YOUR GOAL:
Among the records below, find each line bearing the word "Result" and copy it.

(Dataset entries)
----------------------------------------

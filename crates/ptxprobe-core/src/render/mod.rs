//! Human-readable rendering of raw bytes.
//!
//! Findings carry raw byte windows; these helpers turn them into hex,
//! best-effort text and classic hex dumps. Text rendering never fails:
//! invalid UTF-8 is dropped, and a window with nothing decodable left is
//! shown as [`UNDECODABLE`].

mod writer;

use std::fmt::Write as _;

pub use writer::{FindingWriter, StatsWriter, TextWriter};

/// Placeholder shown for context that has no decodable text at all
pub const UNDECODABLE: &str = "<undecodable>";

/// Bytes per row in [`hex_dump`]
const DUMP_WIDTH: usize = 16;

/// Lowercase hex without separators
pub fn to_hex(bytes: &[u8]) -> String {
    hex::encode(bytes)
}

/// Decode as UTF-8, silently dropping invalid sequences
pub fn lossy_text(bytes: &[u8]) -> String {
    let mut out = String::with_capacity(bytes.len());
    let mut rest = bytes;

    loop {
        match std::str::from_utf8(rest) {
            Ok(valid) => {
                out.push_str(valid);
                return out;
            }
            Err(e) => {
                let (valid, after) = rest.split_at(e.valid_up_to());
                out.push_str(std::str::from_utf8(valid).unwrap_or_default());
                // Incomplete sequence at the end: drop the remainder
                let skip = e.error_len().unwrap_or(after.len());
                rest = &after[skip..];
            }
        }
    }
}

/// Keep only the ASCII bytes
pub fn ascii_text(bytes: &[u8]) -> String {
    bytes
        .iter()
        .filter(|b| b.is_ascii())
        .map(|&b| char::from(b))
        .collect()
}

/// Best-effort text for display: escaped and quoted, or [`UNDECODABLE`]
pub fn display_text(bytes: &[u8]) -> String {
    let text = lossy_text(bytes);
    if text.is_empty() && !bytes.is_empty() {
        UNDECODABLE.to_string()
    } else {
        format!("{:?}", text)
    }
}

/// Classic hex dump: offset, sixteen hex bytes, printable ASCII gutter.
///
/// `base` is added to the row offsets so slices can be dumped at their
/// position in the original buffer.
pub fn hex_dump(bytes: &[u8], base: usize) -> String {
    let mut out = String::new();

    for (row, chunk) in bytes.chunks(DUMP_WIDTH).enumerate() {
        let _ = write!(out, "{:08x}  ", base + row * DUMP_WIDTH);
        for i in 0..DUMP_WIDTH {
            match chunk.get(i) {
                Some(b) => {
                    let _ = write!(out, "{:02x} ", b);
                }
                None => out.push_str("   "),
            }
            if i == DUMP_WIDTH / 2 - 1 {
                out.push(' ');
            }
        }
        out.push('|');
        out.extend(chunk.iter().map(|&b| {
            if crate::strings::is_printable(b) {
                char::from(b)
            } else {
                '.'
            }
        }));
        out.push_str("|\n");
    }

    out
}

#[cfg(feature = "serde")]
pub(crate) fn serialize_hex<S: serde::Serializer>(
    bytes: &bytes::Bytes,
    serializer: S,
) -> Result<S::Ok, S::Error> {
    serializer.serialize_str(&to_hex(bytes))
}
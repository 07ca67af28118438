use rust_decimal::Decimal;
use serde::{Deserialize, Serialize};

#[derive(Clone, Debug, PartialEq, Eq, Hash, PartialOrd, Ord, Serialize, Deserialize)]
pub struct PropertyId(pub String);

impl std::fmt::Display for PropertyId {
    fn fmt(&self, f: &mut std::fmt::Formatter<'_>) -> std::fmt::Result {
        f.write_str(&self.0)
    }
}

/// A host-side account the guest can transfer the booking amount into.
#[derive(Clone, Debug, PartialEq, Eq, Serialize, Deserialize)]
pub struct PaymentMethod {
    pub bank_name: String,
    pub account_name: String,
    pub account_number: String,
    pub instructions: Option<String>,
}

#[derive(Clone, Debug, PartialEq, Eq, Serialize, Deserialize)]
pub struct Property {
    pub id: PropertyId,
    pub name: String,
    pub location: String,
    pub nightly_rate: Decimal,
    pub currency: String,
    pub max_guests: u32,
    pub check_in_time: String,
    pub check_out_time: String,
    pub amenities: Vec<String>,
    pub approver_id: String,
    pub payment_methods: Vec<PaymentMethod>,
}

impl Property {
    pub fn accepts_guest_count(&self, guests: u32) -> bool {
        guests > 0 && guests <= self.max_guests
    }
}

----------------------------------------

EXERCISE ANSWER:
) -> Result<S::Ok, S::Error> {
    fn fmt(&self, f: &mut std::fmt::Formatter<'_>) -> std::fmt::Result {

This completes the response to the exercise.